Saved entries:
—————
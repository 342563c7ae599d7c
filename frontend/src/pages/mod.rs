pub mod absence;
pub mod dashboard;
pub mod feedback;
pub mod login;
pub mod profile;
pub mod profiles;
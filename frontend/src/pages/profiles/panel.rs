use crate::{
    api::EmployeeProfile,
    components::{empty_state::EmptyState, error::InlineErrorMessage, layout::LoadingSpinner},
    pages::profiles::{
        components::{ProfileCards, ProfileSearch, ProfileTable},
        utils::filter_profiles,
    },
    state::profile::{use_profile_directory, ProfileDirectory},
};
use leptos::*;

struct DirectoryView {
    query: RwSignal<String>,
    visible: Signal<Vec<EmployeeProfile>>,
    loading: RwSignal<bool>,
    error: RwSignal<Option<String>>,
    retry: Callback<()>,
}

fn use_directory_view() -> DirectoryView {
    let directory = use_profile_directory();
    let loader = directory.clone();
    let retry = Callback::new(move |_: ()| {
        let store = loader.clone();
        spawn_local(async move {
            let _ = store.refresh().await;
        });
    });
    create_effect(move |_| retry.call(()));

    let ProfileDirectory { profiles, resource } = directory;
    let query = create_rw_signal(String::new());
    let visible = Signal::derive(move || profiles.with(|all| filter_profiles(all, &query.get())));
    DirectoryView {
        query,
        visible,
        loading: resource.loading,
        error: resource.error,
        retry,
    }
}

#[component]
fn DirectoryBody(
    loading: RwSignal<bool>,
    visible: Signal<Vec<EmployeeProfile>>,
    children: ChildrenFn,
) -> impl IntoView {
    view! {
        <Show
            when=move || !visible.with(Vec::is_empty)
            fallback=move || {
                if loading.get() {
                    view! { <LoadingSpinner text="Loading profiles..." /> }.into_view()
                } else {
                    view! { <EmptyState title="No profiles found" /> }.into_view()
                }
            }
        >
            {children()}
        </Show>
    }
}

#[component]
pub fn ProfilesPage() -> impl IntoView {
    let view_state = use_directory_view();
    let visible = view_state.visible;
    view! {
        <div class="space-y-6">
            <div>
                <h2 class="text-2xl font-bold text-fg">"Employee Profiles"</h2>
                <p class="text-fg-muted mt-1">"Manage every profile in the organisation"</p>
            </div>
            <ProfileSearch query=view_state.query />
            <InlineErrorMessage error=view_state.error on_retry=view_state.retry />
            <DirectoryBody loading=view_state.loading visible=visible>
                <ProfileTable profiles=visible />
            </DirectoryBody>
        </div>
    }
}

#[component]
pub fn ProfileBrowserPage() -> impl IntoView {
    let view_state = use_directory_view();
    let visible = view_state.visible;
    view! {
        <div class="space-y-6">
            <div>
                <h2 class="text-2xl font-bold text-fg">"Browse Colleagues"</h2>
                <p class="text-fg-muted mt-1">"Find teammates and share feedback"</p>
            </div>
            <ProfileSearch query=view_state.query />
            <InlineErrorMessage error=view_state.error on_retry=view_state.retry />
            <DirectoryBody loading=view_state.loading visible=visible>
                <ProfileCards profiles=visible />
            </DirectoryBody>
        </div>
    }
}
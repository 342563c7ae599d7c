use crate::{
    api::{Feedback, Role},
    state::{auth::Session, feedback::is_temporary},
};
use chrono::{DateTime, Utc};

pub const MAX_FEEDBACK_LEN: usize = 1000;

/// Authors may withdraw their own feedback; managers may remove any.
pub fn can_delete(feedback: &Feedback, viewer: &Session) -> bool {
    if is_temporary(&feedback.id) {
        return false;
    }
    viewer.role == Role::Manager || feedback.author_id == viewer.user_id
}

pub fn validate_body(body: &str) -> Result<String, String> {
    let trimmed = body.trim();
    if trimmed.is_empty() {
        return Err("Feedback cannot be empty".into());
    }
    if trimmed.chars().count() > MAX_FEEDBACK_LEN {
        return Err(format!(
            "Feedback must be at most {} characters",
            MAX_FEEDBACK_LEN
        ));
    }
    Ok(trimmed.to_string())
}

pub fn format_timestamp(at: &DateTime<Utc>) -> String {
    at.format("%b %-d, %Y %H:%M").to_string()
}
fn main() {
    newwork_frontend::boot();
}
use crate::{
    api::EmployeeProfile,
    pages::{
        profile::utils::format_salary,
        profiles::utils::{feedback_href, profile_href},
    },
};
use leptos::*;
use web_sys::HtmlInputElement;

#[component]
pub fn ProfileSearch(query: RwSignal<String>) -> impl IntoView {
    view! {
        <input
            type="search"
            class="block w-full rounded-md border border-border p-2 text-fg"
            placeholder="Search by name, department or position"
            prop:value=move || query.get()
            on:input=move |ev| {
                let target = event_target::<HtmlInputElement>(&ev);
                query.set(target.value());
            }
        />
    }
}

/// Full directory for managers, including compensation.
#[component]
pub fn ProfileTable(#[prop(into)] profiles: Signal<Vec<EmployeeProfile>>) -> impl IntoView {
    view! {
        <table class="min-w-full divide-y divide-border">
            <thead>
                <tr class="text-left text-xs font-medium text-fg-muted uppercase">
                    <th class="px-4 py-2">"Name"</th>
                    <th class="px-4 py-2">"Role"</th>
                    <th class="px-4 py-2">"Department"</th>
                    <th class="px-4 py-2">"Email"</th>
                    <th class="px-4 py-2">"Salary"</th>
                    <th class="px-4 py-2"></th>
                </tr>
            </thead>
            <tbody class="divide-y divide-border">
                <For
                    each=move || profiles.get()
                    key=|profile| profile.id.clone()
                    children=move |profile| {
                        view! {
                            <tr class="text-sm text-fg">
                                <td class="px-4 py-2">
                                    <a href=profile_href(&profile.id) class="hover:underline">{profile.name.clone()}</a>
                                </td>
                                <td class="px-4 py-2">{profile.role.map(|r| r.to_string()).unwrap_or_default()}</td>
                                <td class="px-4 py-2">{profile.department.clone().unwrap_or_default()}</td>
                                <td class="px-4 py-2">{profile.email.clone().unwrap_or_default()}</td>
                                <td class="px-4 py-2">{profile.salary.map(format_salary).unwrap_or_default()}</td>
                                <td class="px-4 py-2 space-x-3">
                                    <a href=profile_href(&profile.id) class="text-action-primary-bg hover:underline">"Edit"</a>
                                    <a href=feedback_href(&profile.id) class="text-action-primary-bg hover:underline">"Leave feedback"</a>
                                </td>
                            </tr>
                        }
                    }
                />
            </tbody>
        </table>
    }
}

/// Colleague cards without sensitive fields.
#[component]
pub fn ProfileCards(#[prop(into)] profiles: Signal<Vec<EmployeeProfile>>) -> impl IntoView {
    view! {
        <div class="grid grid-cols-1 gap-4 md:grid-cols-2 lg:grid-cols-3">
            <For
                each=move || profiles.get()
                key=|profile| profile.id.clone()
                children=move |profile| {
                    view! {
                        <div class="bg-surface-elevated shadow rounded-lg p-4 space-y-2">
                            <h3 class="text-lg font-medium text-fg">{profile.name.clone()}</h3>
                            <p class="text-sm text-fg-muted">
                                {[profile.position.clone(), profile.department.clone()]
                                    .into_iter()
                                    .flatten()
                                    .collect::<Vec<_>>()
                                    .join(" · ")}
                            </p>
                            <div class="flex gap-3 text-sm">
                                <a href=profile_href(&profile.id) class="text-action-primary-bg hover:underline">"View"</a>
                                <a href=feedback_href(&profile.id) class="text-action-primary-bg hover:underline">"Leave feedback"</a>
                            </div>
                        </div>
                    }
                }
            />
        </div>
    }
}
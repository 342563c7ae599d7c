#[cfg(all(test, not(target_arch = "wasm32")))]
pub mod ssr;

#[cfg(test)]
pub fn with_runtime<T>(f: impl FnOnce() -> T) -> T {
    let runtime = leptos::create_runtime();
    let result = f();
    runtime.dispose();
    result
}

#[cfg(test)]
pub mod helpers {
    use crate::api::{ApiClient, Role};
    use crate::state::auth::{AuthContext, AuthState, AuthStatus, Session};
    use crate::utils::storage::MemoryTokenStorage;
    use leptos::*;
    use std::rc::Rc;

    fn session(user_id: &str, name: &str, role: Role) -> Session {
        Session {
            user_id: user_id.into(),
            name: name.into(),
            email: format!("{}@example.com", user_id),
            role,
            bearer_token: format!("token-{}", user_id),
        }
    }

    pub fn manager_session() -> Session {
        session("u-manager", "Mia Manager", Role::Manager)
    }

    pub fn employee_session() -> Session {
        session("u-employee", "Eli Employee", Role::Employee)
    }

    pub fn coworker_session() -> Session {
        session("u-coworker", "Cora Coworker", Role::Coworker)
    }

    /// Provides a fixed auth state and an API client that never touches the browser.
    pub fn provide_auth(status: AuthStatus, session: Option<Session>) -> AuthContext {
        let tokens = match &session {
            Some(session) => MemoryTokenStorage::with_token(session.bearer_token.clone()),
            None => MemoryTokenStorage::default(),
        };
        provide_context(
            ApiClient::new_with_base_url("http://localhost:3001").with_token_storage(Rc::new(tokens)),
        );
        let ctx = create_signal(AuthState {
            status,
            session,
            error: None,
        });
        provide_context::<AuthContext>(ctx);
        ctx
    }
}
—————
Required work: Your answer must be the lines from the first line of the records through the line containing "pub fn ProfilesPage()", copied exactly.

Reply to the exercise:
repository 342563c7ae599d7c
filename frontend/src/pages/mod.rs
pub mod absence;
pub mod dashboard;
pub mod feedback;
pub mod login;
pub mod profile;
pub mod profiles;
filename frontend/src/pages/profiles/panel.rs
use crate::{
    api::EmployeeProfile,
    components::{empty_state::EmptyState, error::InlineErrorMessage, layout::LoadingSpinner},
    pages::profiles::{
        components::{ProfileCards, ProfileSearch, ProfileTable},
        utils::filter_profiles,
    },
    state::profile::{use_profile_directory, ProfileDirectory},
};
use leptos::*;

struct DirectoryView {
    query: RwSignal<String>,
    visible: Signal<Vec<EmployeeProfile>>,
    loading: RwSignal<bool>,
    error: RwSignal<Option<String>>,
    retry: Callback<()>,
}

fn use_directory_view() -> DirectoryView {
    let directory = use_profile_directory();
    let loader = directory.clone();
    let retry = Callback::new(move |_: ()| {
        let store = loader.clone();
        spawn_local(async move {
            let _ = store.refresh().await;
        });
    });
    create_effect(move |_| retry.call(()));

    let ProfileDirectory { profiles, resource } = directory;
    let query = create_rw_signal(String::new());
    let visible = Signal::derive(move || profiles.with(|all| filter_profiles(all, &query.get())));
    DirectoryView {
        query,
        visible,
        loading: resource.loading,
        error: resource.error,
        retry,
    }
}

#[component]
fn DirectoryBody(
    loading: RwSignal<bool>,
    visible: Signal<Vec<EmployeeProfile>>,
    children: ChildrenFn,
) -> impl IntoView {
    view! {
        <Show
            when=move || !visible.with(Vec::is_empty)
            fallback=move || {
                if loading.get() {
                    view! { <LoadingSpinner text="Loading profiles..." /> }.into_view()
                } else {
                    view! { <EmptyState title="No profiles found" /> }.into_view()
                }
            }
        >
            {children()}
        </Show>
    }
}

#[component]
pub fn ProfilesPage() -> impl IntoView {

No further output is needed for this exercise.